Read through the data and report every line in which the word "bool" occurs.
*** Begin section ***
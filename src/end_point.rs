use crate::config::{BlockwiseConfig, EffectiveReceiveConfig, EffectiveSendConfig};
use crate::message::{Message, MessageDispatcher, MessageKind, MessageSender};
use crate::registry::{TransferKey, TransferRegistry};
use crate::receive_stream::ReceiveStream;
use crate::send_stream::SendStream;
use anyhow::bail;
use bytes::Bytes;
use std::net::SocketAddr;
use std::sync::Arc;
use tracing::{debug, debug_span, Instrument};
use uuid::Uuid;

/// The seam between the outer message layer and the per-transfer pipelines.
///
/// The message layer calls [`BlockwiseEndpoint::on_send`] for every outgoing message and
///  [`BlockwiseEndpoint::on_receive`] for every incoming one; both return whether the message
///  is *not* part of a block-wise exchange and should take the regular path instead. Everything
///  else - fragmentation, reassembly, retries, windowing - happens behind this facade.
pub struct BlockwiseEndpoint {
    block_size: usize,
    send_config: Arc<EffectiveSendConfig>,
    receive_config: Arc<EffectiveReceiveConfig>,
    registry: Arc<TransferRegistry>,
    sender: Arc<dyn MessageSender>,
    dispatcher: Arc<dyn MessageDispatcher>,
}

impl BlockwiseEndpoint {
    pub fn new(
        config: &BlockwiseConfig,
        sender: Arc<dyn MessageSender>,
        dispatcher: Arc<dyn MessageDispatcher>,
    ) -> anyhow::Result<BlockwiseEndpoint> {
        config.validate()?;

        Ok(BlockwiseEndpoint {
            block_size: config.block_size,
            send_config: Arc::new(config.effective_send_config()),
            receive_config: Arc::new(config.effective_receive_config()),
            registry: Arc::new(TransferRegistry::new()),
            sender,
            dispatcher,
        })
    }

    pub fn num_transfers(&self) -> usize {
        self.registry.num_transfers()
    }

    /// Send a message's payload to a peer, fragmenting if it does not fit into a single frame.
    ///
    /// Returns `Ok(true)` if the payload fits and the caller should send it unfragmented, and
    ///  `Ok(false)` once a block-wise transfer completed successfully. The call resolves only
    ///  when the transfer is over, one way or the other - retries happen inside.
    pub async fn on_send(&self, to: SocketAddr, token: Bytes, payload: Bytes) -> anyhow::Result<bool> {
        if payload.len() <= self.block_size {
            return Ok(true);
        }

        let key = TransferKey::new(token.clone(), to);
        let stream = Arc::new(SendStream::new(
            self.send_config.clone(),
            token,
            to,
            payload,
            self.sender.clone(),
        ));

        if !self.registry.insert_send(&key, stream.clone()) {
            bail!("a transfer for token {:?} to {} is already in progress", key.token, to);
        }

        let span = debug_span!("send_transfer", transfer_id = %Uuid::new_v4(), peer = %to);
        let result = stream.run().instrument(span).await;

        self.registry.remove(&key);
        result?;
        Ok(false)
    }

    /// Route one incoming message. Frames feed the matching receive transfer (starting one if
    ///  necessary), acknowledgements feed the matching send transfer.
    ///
    /// Returns `true` if the message is not part of a block-wise exchange and the caller should
    ///  process it as a regular message.
    pub async fn on_receive(&self, from: SocketAddr, message: Message) -> bool {
        let Some(block) = message.block else {
            return true;
        };
        let key = TransferKey::new(message.token.clone(), from);

        match message.kind {
            MessageKind::Data => {
                let stream = self.registry.get_or_create_receive(&key, || {
                    debug!("starting transfer {:?} from {}", key.token, from);
                    let mut stream = ReceiveStream::new(
                        self.receive_config.clone(),
                        key.clone(),
                        self.sender.clone(),
                        self.dispatcher.clone(),
                        self.registry.clone(),
                    );
                    stream.spawn_idle_loop();
                    Arc::new(stream)
                });

                match stream {
                    Some(stream) => stream.on_frame(block, message.payload).await,
                    None => debug!("frame from {} collides with an outgoing transfer - dropping", from),
                }
            }
            MessageKind::Continue => match self.registry.get_send(&key) {
                Some(stream) => stream.on_ack(block.sequence_number, message.window).await,
                None => debug!("ack from {} for unknown transfer {:?} - dropping", from, key.token),
            },
            MessageKind::Done => match self.registry.get_send(&key) {
                Some(stream) => stream.on_terminal_ack().await,
                None => debug!("terminal ack from {} for unknown transfer {:?} - dropping", from, key.token),
            },
        }
        false
    }
}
*** End section ***
- TASK OUTPUT:
    pub async fn on_send(&self, to: SocketAddr, token: Bytes, payload: Bytes) -> anyhow::Result<bool> {
    pub async fn on_receive(&self, from: SocketAddr, message: Message) -> bool {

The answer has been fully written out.